Sete anos atrás, algo foi encontrado na água turva a 2000 metros de profundidade
Descubra a incrível descoberta de um navio grego de 2400 anos no fundo do Mar Negro, revelando segredos da navegação antiga.
No ano de 2018, um anúncio fez reverberar a comunidade arqueológica ao redor do mundo. Uma equipe de pesquisadores britânicos e búlgaros desvendou um segredo escondido nas profundezas do Mar Negro: o naufrágio de um antigo navio grego, datado de cerca de 2400 anos atrás. Esta embarcação, resguardada a mais de 2000 metros de profundidade, proporcionou uma janela única para o passado marítimo, oferecendo informações valiosas sobre técnicas de construção naval e comércio da antiga Grécia.
As condições anaeróbicas do Mar Negro foram fundamentais para a preservação desse artefato histórico. Em camadas abaixo de 150 a 200 metros de profundidade, a água é desprovida de oxigênio, criando um ambiente onde o processo de decomposição orgânica é dramaticamente retardado. Essa falta de oxigênio impede a proliferação de organismos decompositores que, em condições normais, se alimentariam das madeiras das embarcações naufragadas.
Como foi possível essa descoberta arqueológica?
A expedição foi parte de um projeto chamado Black Sea Maritime Archaeology Project (BSMAP), que tinha como objetivo mapear e estudar o fundo do Mar Negro. Durante o curso deste projeto, os pesquisadores conseguiram identificar não apenas este exemplo extraordinário de embarcação grega, mas também uma coleção impressionante de 64 naufrágios de diversas épocas da história.

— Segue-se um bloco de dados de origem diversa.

//! Binary class format
//!
//! This module provides the in-memory class model, its checksummed binary
//! codec, the instruction set, type descriptors and the structural verifier
//! the class loader runs before defining a class.

pub mod builder;
pub mod class;
pub mod code;
pub mod descriptor;
pub mod encoder;
pub mod opcode;
pub mod symbols;
pub mod verify;

pub use builder::{ClassBuilder, CodeBuilder, Label};
pub use class::{
    access, BinaryClass, ClassFileError, FieldInfo, InnerClassEntry, LocalVariable, MethodInfo,
    StackFrame, VerificationType,
};
pub use code::{decode_instructions, patch_symbol, Instruction};
pub use descriptor::{BaseType, DescriptorError, MethodDescriptor, TypeDescriptor};
pub use encoder::{BytecodeReader, BytecodeWriter, DecodeError};
pub use opcode::Opcode;
pub use symbols::{ClassSymbol, MemberKind, MemberRef, Symbol, SymbolTable};
pub use verify::{verify_class, VerifyError};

Por que o Mar Negro preserva tão bem os naufrágios?
O segredo por trás da preservação excepcional oferecida pelo Mar Negro está em suas águas tóxicas e sem oxigênio nas camadas mais profundas. Este fenômeno se deve à presença de sulfeto de hidrogênio, um composto químico que além de criar um ambiente inóspito para a vida marinha que deteriora madeira, é capaz de conservar materiais orgânicos por extensos períodos. Se por um lado a toxicidade do ambiente submarino representa desafios para os exploradores, por outro, é um fator crítico na conservação de tesouros arqueológicos.
O que torna esta descoberta tão significativa?
Antes de descobrir este naufrágio, o design das embarcações gregas antigas era conhecido principalmente através de pinturas em cerâmicas e descrições literárias. A identificação de um modelo real de barco confirmou muitas suposições arqueológicas e desafiou algumas concepções previamente estabelecidas sobre a construção naval e os padrões de comércio da Grécia Antiga.
O achado e estudo deste naufrágio demonstram a maneira como avanços nas técnicas e teorias arqueológicas podem enriquecer nossa compreensão do passado humano. A descoberta não apenas ilumina um arco da história marítima há muito submerso, como estabelece novas bases para especulações e estudos futuros sobre as interconexões culturais e econômicas na bacia do Mar Negro durante a antiguidade.